◆ YOUR ASSIGNMENT
Only lines holding "DateTime" are needed; copy each of them from the data below.

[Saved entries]
++++++++

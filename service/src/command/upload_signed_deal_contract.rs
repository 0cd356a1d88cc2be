//! [`Command`] for uploading a signed [`deal::Contract`] copy.

use common::{
    operations::{
        By, Commit, Insert, Lock, Select, Transact, Transacted, Update,
    },
    DateTime,
};
use derive_more::{Display, Error, From};
use tracerr::Traced;

use crate::{
    domain::{
        deal::{self, contract},
        user, Actor, Deal,
    },
    infra::{
        database,
        storage::{self, Location, Store},
        Database, Storage,
    },
    Service,
};

use super::Command;

/// [`Command`] for uploading a [`contract::Signed`] counter copy of the
/// [`deal::Contract`].
///
/// A party re-uploading its copy replaces the previous record in place: at
/// most one [`contract::Signed`] exists per ([`deal::Contract`],
/// [`deal::Party`]) pair.
#[derive(Clone, Debug)]
pub struct UploadSignedDealContract {
    /// ID of the [`Deal`] whose [`deal::Contract`] is counter-signed.
    pub deal_id: deal::Id,

    /// [`Actor`] uploading the signed copy.
    pub actor: Actor,

    /// [`deal::Party`] the copy is signed by.
    pub party: deal::Party,

    /// Original name of the uploaded file.
    pub file_name: String,

    /// Bytes of the uploaded file.
    pub bytes: Vec<u8>,
}

impl<Db, St> Command<UploadSignedDealContract> for Service<Db, St>
where
    Db: Database<Transact, Err = Traced<database::Error>>
        + Database<
            Select<By<Option<Deal>, deal::Id>>,
            Ok = Option<Deal>,
            Err = Traced<database::Error>,
        > + Database<
            Select<By<Option<deal::Contract>, deal::Id>>,
            Ok = Option<deal::Contract>,
            Err = Traced<database::Error>,
        > + Database<Insert<deal::Audit>, Ok = (), Err = Traced<database::Error>>,
    Transacted<Db>: Database<Lock<By<Deal, deal::Id>>, Err = Traced<database::Error>>
        + Database<
            Select<By<Option<Deal>, deal::Id>>,
            Ok = Option<Deal>,
            Err = Traced<database::Error>,
        > + Database<Insert<contract::Signed>, Err = Traced<database::Error>>
        + Database<Update<Deal>, Err = Traced<database::Error>>
        + Database<Commit, Err = Traced<database::Error>>,
    St: Storage<Store, Ok = (), Err = Traced<storage::Error>>,
{
    type Ok = contract::Signed;
    type Err = Traced<ExecutionError>;

    async fn execute(
        &self,
        cmd: UploadSignedDealContract,
    ) -> Result<Self::Ok, Self::Err> {
        use ExecutionError as E;

        let UploadSignedDealContract {
            deal_id,
            actor,
            party,
            file_name,
            bytes,
        } = cmd;

        let deal = self
            .database()
            .execute(Select(By::<Option<Deal>, _>::new(deal_id)))
            .await
            .map_err(tracerr::map_from_and_wrap!(=> E))?
            .ok_or(E::DealNotExists(deal_id))
            .map_err(tracerr::wrap!())?;

        if deal.party_of(&actor) != Some(party) {
            return Err(tracerr::new!(E::NotDealParty(actor.id)));
        }

        let contract = self
            .database()
            .execute(Select(By::<Option<deal::Contract>, _>::new(deal.id)))
            .await
            .map_err(tracerr::map_from_and_wrap!(=> E))?
            .ok_or(E::ContractNotGenerated(deal_id))
            .map_err(tracerr::wrap!())?;

        if file_name.is_empty() || bytes.is_empty() {
            return Err(tracerr::new!(E::EmptyFile));
        }

        let uploaded_at = DateTime::now().coerce();
        let file = deal::FilePath::deal_scoped(
            deal.id,
            contract::signed_file_name(party, uploaded_at, &file_name),
        );
        let digest = contract::Digest::of(&bytes);

        // The blob lands in the storage before the record is committed, so a
        // failed transaction can only orphan a file, never a record.
        self.storage()
            .execute(Store {
                location: Location::from(&file),
                bytes,
            })
            .await
            .map_err(tracerr::map_from_and_wrap!(=> E))?;

        let tx = self
            .database()
            .execute(Transact)
            .await
            .map_err(tracerr::map_from_and_wrap!(=> E))?;

        // Avoid concurrent actions upon the same `Deal`.
        tx.execute(Lock(By::new(deal.id)))
            .await
            .map_err(tracerr::map_from_and_wrap!(=> E))
            .map(drop)?;

        let signed = contract::Signed {
            id: contract::SignedId::new(),
            contract_id: contract.id,
            party,
            file,
            digest,
            uploaded_at,
            uploader_id: actor.id,
        };
        // Upserts over the (contract, party) pair, replacing a prior copy.
        tx.execute(Insert(signed.clone()))
            .await
            .map_err(tracerr::map_from_and_wrap!(=> E))
            .map(drop)?;

        let mut deal = tx
            .execute(Select(By::<Option<Deal>, _>::new(deal_id)))
            .await
            .map_err(tracerr::map_from_and_wrap!(=> E))?
            .ok_or(E::DealNotExists(deal_id))
            .map_err(tracerr::wrap!())?;
        deal.touch();
        tx.execute(Update(deal))
            .await
            .map_err(tracerr::map_from_and_wrap!(=> E))
            .map(drop)?;

        tx.execute(Commit)
            .await
            .map_err(tracerr::map_from_and_wrap!(=> E))
            .map(drop)?;

        self.record_audit(
            deal_id,
            Some(actor.id),
            deal::audit::Action::contract_signed_upload(),
            deal::audit::Meta::new(format!(
                "party={}; sha256={}",
                party.to_string().to_lowercase(),
                signed.digest,
            )),
        )
        .await;

        Ok(signed)
    }
}

/// Error of [`UploadSignedDealContract`] [`Command`] execution.
#[derive(Debug, Display, Error, From)]
pub enum ExecutionError {
    /// [`deal::Contract`] of the [`Deal`] is not generated yet.
    #[display("`Deal(id: {_0})` has no contract to counter-sign")]
    ContractNotGenerated(#[error(not(source))] deal::Id),

    /// [`Database`] error.
    #[display("`Database` operation failed: {_0}")]
    #[from]
    Db(database::Error),

    /// [`Deal`] with the provided ID does not exist.
    #[display("`Deal(id: {_0})` does not exist")]
    DealNotExists(#[error(not(source))] deal::Id),

    /// No file content was provided.
    #[display("no file content was provided")]
    EmptyFile,

    /// [`Actor`] is not the claimed [`deal::Party`] of the [`Deal`].
    #[display("`User(id: {_0})` is not the claimed party of the `Deal`")]
    NotDealParty(#[error(not(source))] user::Id),

    /// Blob [`Storage`] error.
    ///
    /// [`Storage`]: crate::infra::Storage
    #[display("`Storage` operation failed: {_0}")]
    #[from]
    Storage(storage::Error),
}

++++++++

◆ OUTPUT FOR THIS EXERCISE
    DateTime,
        let uploaded_at = DateTime::now().coerce();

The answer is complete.